Exercise description>
For the records that follow, give the number of lines in which the word "target" occurs, with nothing added.

Records from a data collection:
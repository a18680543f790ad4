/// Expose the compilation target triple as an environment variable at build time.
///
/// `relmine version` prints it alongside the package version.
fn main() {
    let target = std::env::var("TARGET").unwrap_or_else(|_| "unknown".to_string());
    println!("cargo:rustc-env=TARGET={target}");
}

Solved exercise>
3